=== Section Start ===

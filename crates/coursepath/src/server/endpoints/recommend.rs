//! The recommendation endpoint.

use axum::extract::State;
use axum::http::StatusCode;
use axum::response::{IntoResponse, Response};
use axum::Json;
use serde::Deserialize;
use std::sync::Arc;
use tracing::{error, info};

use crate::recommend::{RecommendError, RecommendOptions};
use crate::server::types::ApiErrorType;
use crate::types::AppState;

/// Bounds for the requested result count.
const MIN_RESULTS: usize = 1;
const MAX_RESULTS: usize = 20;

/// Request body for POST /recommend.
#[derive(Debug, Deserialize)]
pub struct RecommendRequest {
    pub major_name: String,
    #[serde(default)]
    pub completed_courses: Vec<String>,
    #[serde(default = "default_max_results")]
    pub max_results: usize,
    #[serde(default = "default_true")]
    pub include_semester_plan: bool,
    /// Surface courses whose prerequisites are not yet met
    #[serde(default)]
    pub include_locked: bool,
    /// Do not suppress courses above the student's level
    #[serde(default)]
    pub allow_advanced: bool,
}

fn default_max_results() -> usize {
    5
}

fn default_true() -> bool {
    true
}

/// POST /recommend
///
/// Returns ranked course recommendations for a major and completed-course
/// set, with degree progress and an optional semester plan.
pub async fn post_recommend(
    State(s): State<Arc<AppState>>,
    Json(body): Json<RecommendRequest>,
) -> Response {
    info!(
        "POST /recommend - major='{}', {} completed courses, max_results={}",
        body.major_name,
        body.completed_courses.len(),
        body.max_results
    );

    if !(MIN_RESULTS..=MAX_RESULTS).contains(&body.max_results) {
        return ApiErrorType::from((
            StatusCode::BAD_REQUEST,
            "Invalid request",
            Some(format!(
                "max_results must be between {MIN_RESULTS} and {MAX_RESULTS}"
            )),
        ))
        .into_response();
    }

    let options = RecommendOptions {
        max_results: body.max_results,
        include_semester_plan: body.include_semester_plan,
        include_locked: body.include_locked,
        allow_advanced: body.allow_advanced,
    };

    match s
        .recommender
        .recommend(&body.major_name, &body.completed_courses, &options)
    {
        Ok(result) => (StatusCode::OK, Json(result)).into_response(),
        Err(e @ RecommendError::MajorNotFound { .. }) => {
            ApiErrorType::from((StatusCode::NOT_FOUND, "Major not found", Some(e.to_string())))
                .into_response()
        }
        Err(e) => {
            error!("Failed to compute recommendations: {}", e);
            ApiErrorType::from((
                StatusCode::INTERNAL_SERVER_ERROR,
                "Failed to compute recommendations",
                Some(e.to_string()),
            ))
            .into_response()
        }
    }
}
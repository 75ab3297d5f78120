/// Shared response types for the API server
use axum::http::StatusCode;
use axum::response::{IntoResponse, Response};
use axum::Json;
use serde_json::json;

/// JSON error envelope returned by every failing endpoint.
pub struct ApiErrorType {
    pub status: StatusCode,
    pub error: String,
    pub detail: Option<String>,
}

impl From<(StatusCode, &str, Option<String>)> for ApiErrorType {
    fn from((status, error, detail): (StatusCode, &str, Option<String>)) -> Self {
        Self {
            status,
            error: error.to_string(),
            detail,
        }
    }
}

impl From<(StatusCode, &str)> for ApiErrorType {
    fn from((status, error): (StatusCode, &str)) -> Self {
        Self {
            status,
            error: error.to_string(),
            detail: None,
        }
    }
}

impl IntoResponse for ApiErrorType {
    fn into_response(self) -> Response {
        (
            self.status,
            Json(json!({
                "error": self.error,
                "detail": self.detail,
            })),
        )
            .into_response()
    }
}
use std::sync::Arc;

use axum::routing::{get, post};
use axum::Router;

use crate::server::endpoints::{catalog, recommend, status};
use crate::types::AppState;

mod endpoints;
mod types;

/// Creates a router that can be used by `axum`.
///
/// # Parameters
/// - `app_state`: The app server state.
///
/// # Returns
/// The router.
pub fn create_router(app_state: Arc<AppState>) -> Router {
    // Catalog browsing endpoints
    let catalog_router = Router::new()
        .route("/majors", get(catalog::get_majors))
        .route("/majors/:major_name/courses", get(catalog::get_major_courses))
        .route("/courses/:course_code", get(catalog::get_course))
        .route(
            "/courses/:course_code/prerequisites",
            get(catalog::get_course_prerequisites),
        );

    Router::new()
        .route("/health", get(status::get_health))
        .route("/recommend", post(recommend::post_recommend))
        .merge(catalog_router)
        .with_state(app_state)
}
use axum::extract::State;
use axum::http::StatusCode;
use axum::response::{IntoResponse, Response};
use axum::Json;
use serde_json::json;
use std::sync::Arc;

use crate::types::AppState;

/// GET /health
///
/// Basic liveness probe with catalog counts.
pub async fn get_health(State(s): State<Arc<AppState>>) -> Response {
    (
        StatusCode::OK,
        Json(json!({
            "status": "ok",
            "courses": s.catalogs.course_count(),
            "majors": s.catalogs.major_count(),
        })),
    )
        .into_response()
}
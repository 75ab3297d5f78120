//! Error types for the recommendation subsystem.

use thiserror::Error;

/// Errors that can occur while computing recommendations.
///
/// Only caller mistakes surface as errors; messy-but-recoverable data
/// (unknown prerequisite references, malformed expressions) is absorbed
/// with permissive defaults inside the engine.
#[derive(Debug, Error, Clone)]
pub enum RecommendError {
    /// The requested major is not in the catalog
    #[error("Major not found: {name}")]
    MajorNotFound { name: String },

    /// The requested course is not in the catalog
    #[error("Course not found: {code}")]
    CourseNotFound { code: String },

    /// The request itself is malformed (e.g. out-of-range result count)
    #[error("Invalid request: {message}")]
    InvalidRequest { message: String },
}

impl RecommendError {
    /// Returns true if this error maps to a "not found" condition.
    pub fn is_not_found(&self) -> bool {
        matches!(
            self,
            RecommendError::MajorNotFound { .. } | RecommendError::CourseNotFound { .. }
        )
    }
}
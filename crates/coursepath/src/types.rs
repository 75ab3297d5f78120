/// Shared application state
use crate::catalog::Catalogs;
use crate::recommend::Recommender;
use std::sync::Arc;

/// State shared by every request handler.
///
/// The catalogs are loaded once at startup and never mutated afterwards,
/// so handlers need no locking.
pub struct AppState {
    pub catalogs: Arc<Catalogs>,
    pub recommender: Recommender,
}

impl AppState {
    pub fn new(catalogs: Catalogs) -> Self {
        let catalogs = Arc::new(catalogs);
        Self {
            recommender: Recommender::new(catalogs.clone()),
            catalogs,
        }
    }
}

=== Section End ===

__Exercise goal__: A complete, exact copy of the entries is required.

__Task output__:
filename crates/coursepath/src/server/endpoints/recommend.rs
//! The recommendation endpoint.

use axum::extract::State;
use axum::http::StatusCode;
use axum::response::{IntoResponse, Response};
use axum::Json;
use serde::Deserialize;
use std::sync::Arc;
use tracing::{error, info};

use crate::recommend::{RecommendError, RecommendOptions};
use crate::server::types::ApiErrorType;
use crate::types::AppState;

/// Bounds for the requested result count.
const MIN_RESULTS: usize = 1;
const MAX_RESULTS: usize = 20;

/// Request body for POST /recommend.
#[derive(Debug, Deserialize)]
pub struct RecommendRequest {
    pub major_name: String,
    #[serde(default)]
    pub completed_courses: Vec<String>,
    #[serde(default = "default_max_results")]
    pub max_results: usize,
    #[serde(default = "default_true")]
    pub include_semester_plan: bool,
    /// Surface courses whose prerequisites are not yet met
    #[serde(default)]
    pub include_locked: bool,
    /// Do not suppress courses above the student's level
    #[serde(default)]
    pub allow_advanced: bool,
}

fn default_max_results() -> usize {
    5
}

fn default_true() -> bool {
    true
}

/// POST /recommend
///
/// Returns ranked course recommendations for a major and completed-course
/// set, with degree progress and an optional semester plan.
pub async fn post_recommend(
    State(s): State<Arc<AppState>>,
    Json(body): Json<RecommendRequest>,
) -> Response {
    info!(
        "POST /recommend - major='{}', {} completed courses, max_results={}",
        body.major_name,
        body.completed_courses.len(),
        body.max_results
    );

    if !(MIN_RESULTS..=MAX_RESULTS).contains(&body.max_results) {
        return ApiErrorType::from((
            StatusCode::BAD_REQUEST,
            "Invalid request",
            Some(format!(
                "max_results must be between {MIN_RESULTS} and {MAX_RESULTS}"
            )),
        ))
        .into_response();
    }

    let options = RecommendOptions {
        max_results: body.max_results,
        include_semester_plan: body.include_semester_plan,
        include_locked: body.include_locked,
        allow_advanced: body.allow_advanced,
    };

    match s
        .recommender
        .recommend(&body.major_name, &body.completed_courses, &options)
    {
        Ok(result) => (StatusCode::OK, Json(result)).into_response(),
        Err(e @ RecommendError::MajorNotFound { .. }) => {
            ApiErrorType::from((StatusCode::NOT_FOUND, "Major not found", Some(e.to_string())))
                .into_response()
        }
        Err(e) => {
            error!("Failed to compute recommendations: {}", e);
            ApiErrorType::from((
                StatusCode::INTERNAL_SERVER_ERROR,
                "Failed to compute recommendations",
                Some(e.to_string()),
            ))
            .into_response()
        }
    }
}
repository 75ab3297d5f78120
/// Shared response types for the API server
use axum::http::StatusCode;
use axum::response::{IntoResponse, Response};
use axum::Json;
use serde_json::json;

/// JSON error envelope returned by every failing endpoint.
pub struct ApiErrorType {
    pub status: StatusCode,
    pub error: String,
    pub detail: Option<String>,
}

impl From<(StatusCode, &str, Option<String>)> for ApiErrorType {
    fn from((status, error, detail): (StatusCode, &str, Option<String>)) -> Self {
        Self {
            status,
            error: error.to_string(),
            detail,
        }
    }
}

impl From<(StatusCode, &str)> for ApiErrorType {
    fn from((status, error): (StatusCode, &str)) -> Self {
        Self {
            status,
            error: error.to_string(),
            detail: None,
        }
    }
}

impl IntoResponse for ApiErrorType {
    fn into_response(self) -> Response {
        (
            self.status,
            Json(json!({
                "error": self.error,
                "detail": self.detail,
            })),
        )
            .into_response()
    }
}
use std::sync::Arc;

use axum::routing::{get, post};
use axum::Router;

use crate::server::endpoints::{catalog, recommend, status};
use crate::types::AppState;

mod endpoints;
mod types;

/// Creates a router that can be used by `axum`.
///
/// # Parameters
/// - `app_state`: The app server state.
///
/// # Returns
/// The router.
pub fn create_router(app_state: Arc<AppState>) -> Router {
    // Catalog browsing endpoints
    let catalog_router = Router::new()
        .route("/majors", get(catalog::get_majors))
        .route("/majors/:major_name/courses", get(catalog::get_major_courses))
        .route("/courses/:course_code", get(catalog::get_course))
        .route(
            "/courses/:course_code/prerequisites",
            get(catalog::get_course_prerequisites),
        );

    Router::new()
        .route("/health", get(status::get_health))
        .route("/recommend", post(recommend::post_recommend))
        .merge(catalog_router)
        .with_state(app_state)
}
use axum::extract::State;
use axum::http::StatusCode;
use axum::response::{IntoResponse, Response};
use axum::Json;
use serde_json::json;
use std::sync::Arc;

use crate::types::AppState;

/// GET /health
///
/// Basic liveness probe with catalog counts.
pub async fn get_health(State(s): State<Arc<AppState>>) -> Response {
    (
        StatusCode::OK,
        Json(json!({
            "status": "ok",
            "courses": s.catalogs.course_count(),
            "majors": s.catalogs.major_count(),
        })),
    )
        .into_response()
}
repository 75ab3297d5f78120
//! Error types for the recommendation subsystem.

use thiserror::Error;

/// Errors that can occur while computing recommendations.
///
/// Only caller mistakes surface as errors; messy-but-recoverable data
/// (unknown prerequisite references, malformed expressions) is absorbed
/// with permissive defaults inside the engine.
#[derive(Debug, Error, Clone)]
pub enum RecommendError {
    /// The requested major is not in the catalog
    #[error("Major not found: {name}")]
    MajorNotFound { name: String },

    /// The requested course is not in the catalog
    #[error("Course not found: {code}")]
    CourseNotFound { code: String },

    /// The request itself is malformed (e.g. out-of-range result count)
    #[error("Invalid request: {message}")]
    InvalidRequest { message: String },
}

impl RecommendError {
    /// Returns true if this error maps to a "not found" condition.
    pub fn is_not_found(&self) -> bool {
        matches!(
            self,
            RecommendError::MajorNotFound { .. } | RecommendError::CourseNotFound { .. }
        )
    }
}
filename crates/coursepath/src/types.rs
repository 75ab3297d5f78120
/// Shared application state
use crate::catalog::Catalogs;
use crate::recommend::Recommender;
use std::sync::Arc;

/// State shared by every request handler.
///
/// The catalogs are loaded once at startup and never mutated afterwards,
/// so handlers need no locking.
pub struct AppState {
    pub catalogs: Arc<Catalogs>,
    pub recommender: Recommender,
}

impl AppState {
    pub fn new(catalogs: Catalogs) -> Self {
        let catalogs = Arc::new(catalogs);
        Self {
            recommender: Recommender::new(catalogs.clone()),
            catalogs,
        }
    }
}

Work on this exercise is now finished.